Değişen seyahat kültürü otellere ilgiyi azaltıyor mu?

Kafileler halinde yapılan, bilindik turistik ve tarihi mekânlarda fotoğraf çektirmekten ibaret olan seyahat kültürü artık neredeyse tamamen değişti.

13/01/2018 23:56
Değişen seyahat kültürü otellere ilgiyi azaltıyor mu?

Yeni bir yıl, kimileri için yeni seyahat hedefleri olabilir. “Travel itch” denen ve tam çevirisi “Seyahat kaşıntısı” olan kavrama bir bakalım. Fırat Topal imzalı habere göre, sürekli uçak biletlerini, indirim kampanyalarını ve otel fırsatlarını gözlemek, bir kitabevine girdiğinde ilk olarak turistik rehberlerin olduğu reyonlara yönelmek, seyahat dergilerini karıştırmak ve tatil sırasında bile yeni tatilin planlarını yapmak, “Travel itch”in başlıca belirtileri.

Bu kaşıntıdan mustarip olanlar ancak bulutların üzerine çıktıklarında rahat ediyorlar. Geçtiğimiz yıl özellikle dünya turizm sahnesine giriş yapan ülkelerin varlığı ile oldukça eğlenceliydi.

İşte 2018’de kendisini hissettirecek seyahat akımları:

Keşfedilmemiş ülkelerin tadını çıkar

Hava ve demiryolu şirketlerinin seferlerine yeni rotaları eklemesi, bilet fiyatlarındaki rekabet ve bilgi teknolojisinin gelişmesi ile artık keşfedilmemiş olarak niteleyeceğimiz yerlerin sayısı giderek azalıyor.

Seyahat severlerin birçoğu için turizmin karakterini kaybettirmediği, sokaklarda selfie çılgınlığının yaşanmadığı ve lokantaların turist menüsü tabelalarıyla dolup taşmadığı yerlere ulaşmak önemli hale geldi. İzlanda 20 yıl önce Birleşik Amerikalılar tarafından Avrupa uçuşlarında aktarma olarak kullanılan bir ülkeydi, bugün sadece onların değil tüm dünyanın en çok görmek istediği yerlerden birisi oldu.

Çok değil 6 ay önce yerli turistler için Kars uzak bir ufuktu. Bugün Doğu Ekspresi trenlerinde yer bulmak imkânsız hale geldi. Arnavutluk, Slovenya, Gürcistan, Kosta Rika, Bhutan, Baltık ülkeleri ve hatta Andorra da böyle... 

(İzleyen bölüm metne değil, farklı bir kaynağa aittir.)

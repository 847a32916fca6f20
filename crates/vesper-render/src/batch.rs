//! Fixed-capacity vertex accumulation and per-batch texture units.
//!
//! A batch is the set of vertices awaiting a single draw call. The
//! [`BatchAccumulator`] consumes sorted commands, packing them into two
//! parallel attribute arrays until either the vertex capacity or the texture
//! unit table runs out; the caller then flushes and re-offers the command
//! that did not fit.

use bytemuck::{Pod, Zeroable};
use glam::Vec2;
use static_assertions::const_assert_eq;

use crate::command::{CommandPayload, DrawCommand};
use crate::texture::TextureHandle;

/// Per-vertex position record: `(x, y, space)`.
///
/// `space` is `0.0` for world-space vertices and `1.0` for screen-space
/// ones; the vertex shader branches on it per vertex.
#[repr(C)]
#[derive(Debug, Clone, Copy, PartialEq, Pod, Zeroable)]
pub struct PositionAttr {
    pub x: f32,
    pub y: f32,
    pub space: f32,
}

/// Per-vertex shade record, one of two encodings:
///
/// - color: `(r, g, b, a)` with `a > 0`;
/// - texture sample: `(u, v, unit, 0)`.
///
/// The fourth component doubles as the discriminator the fragment shader
/// tests, which is why fully transparent colors never reach the buffer: a
/// color with `a == 0` would decode as a texture sample.
#[repr(C)]
#[derive(Debug, Clone, Copy, PartialEq, Pod, Zeroable)]
pub struct ShadeAttr(pub [f32; 4]);

const_assert_eq!(std::mem::size_of::<PositionAttr>(), 12);
const_assert_eq!(std::mem::size_of::<ShadeAttr>(), 16);

impl PositionAttr {
    fn new(position: Vec2, space: f32) -> Self {
        Self {
            x: position.x,
            y: position.y,
            space,
        }
    }

    /// Vertex buffer layout for the position attribute stream.
    pub fn layout() -> wgpu::VertexBufferLayout<'static> {
        const ATTRS: &[wgpu::VertexAttribute] = &wgpu::vertex_attr_array![
            0 => Float32x3, // (x, y, space)
        ];
        wgpu::VertexBufferLayout {
            array_stride: std::mem::size_of::<PositionAttr>() as wgpu::BufferAddress,
            step_mode: wgpu::VertexStepMode::Vertex,
            attributes: ATTRS,
        }
    }
}

impl ShadeAttr {
    /// Vertex buffer layout for the shade attribute stream.
    pub fn layout() -> wgpu::VertexBufferLayout<'static> {
        const ATTRS: &[wgpu::VertexAttribute] = &wgpu::vertex_attr_array![
            1 => Float32x4, // color or (u, v, unit, 0)
        ];
        wgpu::VertexBufferLayout {
            array_stride: std::mem::size_of::<ShadeAttr>() as wgpu::BufferAddress,
            step_mode: wgpu::VertexStepMode::Vertex,
            attributes: ATTRS,
        }
    }
}

/// Two parallel attribute arrays with a fixed vertex capacity.
///
/// Allocated once at construction; [`AttributeBuffer::clear`] resets the
/// length without releasing storage, so the per-frame flush loop never
/// allocates.
#[derive(Debug)]
pub struct AttributeBuffer {
    positions: Vec<PositionAttr>,
    shades: Vec<ShadeAttr>,
    capacity: usize,
}

impl AttributeBuffer {
    pub fn new(capacity: usize) -> Self {
        Self {
            positions: Vec::with_capacity(capacity),
            shades: Vec::with_capacity(capacity),
            capacity,
        }
    }

    /// Committed vertex count.
    pub fn len(&self) -> usize {
        self.positions.len()
    }

    pub fn is_empty(&self) -> bool {
        self.positions.is_empty()
    }

    /// Maximum vertex count per batch.
    pub fn capacity(&self) -> usize {
        self.capacity
    }

    pub fn positions(&self) -> &[PositionAttr] {
        &self.positions
    }

    pub fn shades(&self) -> &[ShadeAttr] {
        &self.shades
    }

    pub(crate) fn push(&mut self, position: PositionAttr, shade: ShadeAttr) {
        debug_assert!(self.positions.len() < self.capacity);
        self.positions.push(position);
        self.shades.push(shade);
    }

    pub fn clear(&mut self) {
        self.positions.clear();
        self.shades.clear();
    }
}

/// Per-batch mapping from texture handles to unit indices.
///
/// The position of a handle in the list is the unit the shader samples, so
/// the list order must match the bind order at submission time. Lookup scope
/// is strictly the current batch: the table is cleared on every flush.
#[derive(Debug)]
pub struct TextureUnits {
    handles: Vec<TextureHandle>,
    max_units: usize,
}

impl TextureUnits {
    pub fn new(max_units: usize) -> Self {
        Self {
            handles: Vec::with_capacity(max_units),
            max_units,
        }
    }

    /// The unit this handle is bound to in the current batch, if any.
    pub fn unit_of(&self, handle: TextureHandle) -> Option<u32> {
        self.handles.iter().position(|&h| h == handle).map(|i| i as u32)
    }

    /// Resolve a handle to a unit, assigning the next free unit for a handle
    /// not yet in the batch. Fails only when the handle is new and every
    /// unit is taken.
    pub fn try_assign(&mut self, handle: TextureHandle) -> Option<u32> {
        if let Some(unit) = self.unit_of(handle) {
            return Some(unit);
        }
        if self.handles.len() >= self.max_units {
            return None;
        }
        self.handles.push(handle);
        Some((self.handles.len() - 1) as u32)
    }

    /// Handles in unit order.
    pub fn handles(&self) -> &[TextureHandle] {
        &self.handles
    }

    pub fn len(&self) -> usize {
        self.handles.len()
    }

    pub fn is_empty(&self) -> bool {
        self.handles.is_empty()
    }

    pub fn clear(&mut self) {
        self.handles.clear();
    }
}

/// Packs sorted commands into the current batch.
#[derive(Debug)]
pub struct BatchAccumulator {
    attributes: AttributeBuffer,
    texture_units: TextureUnits,
}

impl BatchAccumulator {
    pub fn new(capacity: usize, max_texture_units: usize) -> Self {
        Self {
            attributes: AttributeBuffer::new(capacity),
            texture_units: TextureUnits::new(max_texture_units),
        }
    }

    /// Try to pack one command into the current batch.
    ///
    /// Fails when the vertex buffer cannot take another triangle, or when a
    /// textured command would need a unit and the table is full. Failure
    /// leaves the batch untouched; the caller flushes and re-offers the same
    /// command.
    pub fn try_append(&mut self, cmd: &DrawCommand) -> bool {
        if self.attributes.len() + 3 > self.attributes.capacity() {
            return false;
        }

        let space = cmd.space.flag();
        match &cmd.payload {
            CommandPayload::Colored { color } => {
                let shade = ShadeAttr(color.to_array());
                for vertex in &cmd.vertices {
                    self.attributes.push(PositionAttr::new(*vertex, space), shade);
                }
            }
            CommandPayload::Textured { texture, uvs } => {
                let Some(unit) = self.texture_units.try_assign(*texture) else {
                    return false;
                };
                for (vertex, uv) in cmd.vertices.iter().zip(uvs) {
                    self.attributes.push(
                        PositionAttr::new(*vertex, space),
                        ShadeAttr([uv.x, uv.y, unit as f32, 0.0]),
                    );
                }
            }
        }
        true
    }

    /// Committed vertex count.
    pub fn vertex_count(&self) -> usize {
        self.attributes.len()
    }

    pub fn is_empty(&self) -> bool {
        self.attributes.is_empty()
    }

    pub fn positions(&self) -> &[PositionAttr] {
        self.attributes.positions()
    }

    pub fn shades(&self) -> &[ShadeAttr] {
        self.attributes.shades()
    }

    /// Textures of the current batch, in unit order.
    pub fn texture_handles(&self) -> &[TextureHandle] {
        self.texture_units.handles()
    }

    /// Reset for the next batch: length to zero, unit table emptied.
    /// Storage is kept.
    pub fn reset(&mut self) {
        self.attributes.clear();
        self.texture_units.clear();
    }
}

#[cfg(test)]
mod tests {
    use super::*;
    use crate::color::Color;
    use crate::command::DrawSpace;

    fn colored(depth: f32, color: Color) -> DrawCommand {
        DrawCommand {
            layer: 0,
            depth,
            space: DrawSpace::World,
            vertices: [Vec2::ZERO, Vec2::X, Vec2::Y],
            payload: CommandPayload::Colored { color },
        }
    }

    fn textured(texture: TextureHandle) -> DrawCommand {
        DrawCommand {
            layer: 0,
            depth: 0.0,
            space: DrawSpace::Screen,
            vertices: [Vec2::ZERO, Vec2::X, Vec2::Y],
            payload: CommandPayload::Textured {
                texture,
                uvs: [Vec2::ZERO, Vec2::X, Vec2::ONE],
            },
        }
    }

    #[test]
    fn attribute_records_have_gpu_layout_sizes() {
        assert_eq!(std::mem::size_of::<PositionAttr>(), 12);
        assert_eq!(std::mem::size_of::<ShadeAttr>(), 16);
    }

    #[test]
    fn colored_command_packs_three_vertices() {
        let mut batch = BatchAccumulator::new(6, 4);
        assert!(batch.try_append(&colored(0.0, Color::rgba(0.2, 0.4, 0.6, 0.8))));
        assert_eq!(batch.vertex_count(), 3);

        for shade in batch.shades() {
            assert_eq!(shade.0, [0.2, 0.4, 0.6, 0.8]);
        }
        assert_eq!(batch.positions()[1].x, 1.0);
        assert_eq!(batch.positions()[1].space, 0.0);
    }

    #[test]
    fn textured_command_packs_uv_unit_zero() {
        let mut batch = BatchAccumulator::new(6, 4);
        assert!(batch.try_append(&textured(TextureHandle::from_raw(9))));
        assert_eq!(batch.vertex_count(), 3);
        assert_eq!(batch.texture_handles(), &[TextureHandle::from_raw(9)]);

        let last = batch.shades()[2];
        assert_eq!(last.0, [1.0, 1.0, 0.0, 0.0]);
        assert_eq!(batch.positions()[0].space, 1.0);
    }

    #[test]
    fn vertex_capacity_failure_is_non_destructive() {
        let mut batch = BatchAccumulator::new(3, 4);
        assert!(batch.try_append(&colored(0.0, Color::WHITE)));
        let before = batch.vertex_count();

        assert!(!batch.try_append(&colored(1.0, Color::RED)));
        assert_eq!(batch.vertex_count(), before);
    }

    #[test]
    fn unit_exhaustion_failure_is_non_destructive() {
        let mut batch = BatchAccumulator::new(30, 1);
        assert!(batch.try_append(&textured(TextureHandle::from_raw(1))));

        // Second texture cannot get a unit; nothing may be partially written.
        assert!(!batch.try_append(&textured(TextureHandle::from_raw(2))));
        assert_eq!(batch.vertex_count(), 3);
        assert_eq!(batch.texture_handles(), &[TextureHandle::from_raw(1)]);
    }

    #[test]
    fn known_texture_is_accepted_when_table_is_full() {
        let mut batch = BatchAccumulator::new(30, 1);
        assert!(batch.try_append(&textured(TextureHandle::from_raw(1))));
        assert!(batch.try_append(&textured(TextureHandle::from_raw(1))));
        assert_eq!(batch.vertex_count(), 6);
        assert_eq!(batch.texture_handles().len(), 1);
    }

    #[test]
    fn units_are_assigned_in_order() {
        let mut units = TextureUnits::new(3);
        assert_eq!(units.try_assign(TextureHandle::from_raw(5)), Some(0));
        assert_eq!(units.try_assign(TextureHandle::from_raw(8)), Some(1));
        assert_eq!(units.try_assign(TextureHandle::from_raw(5)), Some(0));
        assert_eq!(units.unit_of(TextureHandle::from_raw(8)), Some(1));
        assert_eq!(units.unit_of(TextureHandle::from_raw(3)), None);
    }

    #[test]
    fn reset_clears_length_and_units_but_keeps_capacity() {
        let mut batch = BatchAccumulator::new(6, 2);
        batch.try_append(&textured(TextureHandle::from_raw(1)));
        batch.reset();

        assert!(batch.is_empty());
        assert!(batch.texture_handles().is_empty());

        // A fresh batch must accept the texture again at unit 0.
        assert!(batch.try_append(&textured(TextureHandle::from_raw(2))));
        let unit = batch.shades()[0].0[2];
        assert_eq!(unit, 0.0);
    }
}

Turizm artık Venedik gondollarından, Times Meydanı’ndan, Eiffel Kulesi’nden ya da Ayasofya’dan ibaret değil. Norveç’in kuzeyinde 1 saat boyunca kimseye rastlamadan araba kullanmak ve bir gölün kenarında kamp yapmak da turizmin önemli bir ayağı artık.

Sizin için de böyleyse plan yapmak için doğru zaman.

Önerilen ülke: Kosta Rika ve muhteşem güzellikteki doğal parkları.

Yerel halk gibi yaşa

Çoğu seyahat severlerin amacı, artık Roma’da Aşıklar Çeşmesi’nin önünde fotoğraf çektirmek değil. Zaten herhangi bir zamanda çeşmenin önünde Marcus Aurelius’un ordusundan daha fazla insan oluyor, isteseniz de hayalinizdeki fotoğrafı çektirmekte zorlanıyorsunuz.

Peki klişelerin dışına çıkanlar neler yapıyor?

Yerli halkın katıldığı partileri, yemek yediği restoranları ve mesken tuttukları barları keşfediyorlar! Şehir merkezlerinden biraz uzaklaşmak, şehrin sakinleri ile girilen diyaloglar sonucu onların peşine takılmak zaten bilinen taktiklerdi, artık sadece bu işe odaklanmış internet siteleri bile kuruldu.

Herhangi bir şehirde yaşayan tatilciler kendi şehirlerinde, turist kalabalıklarından soyutlanmış mekânları sıralamaya başladılar. Live Like a Local Guide bu sitelerin en ünlülerinden bir tanesi, ama bu platformlardan onlarca mevcut.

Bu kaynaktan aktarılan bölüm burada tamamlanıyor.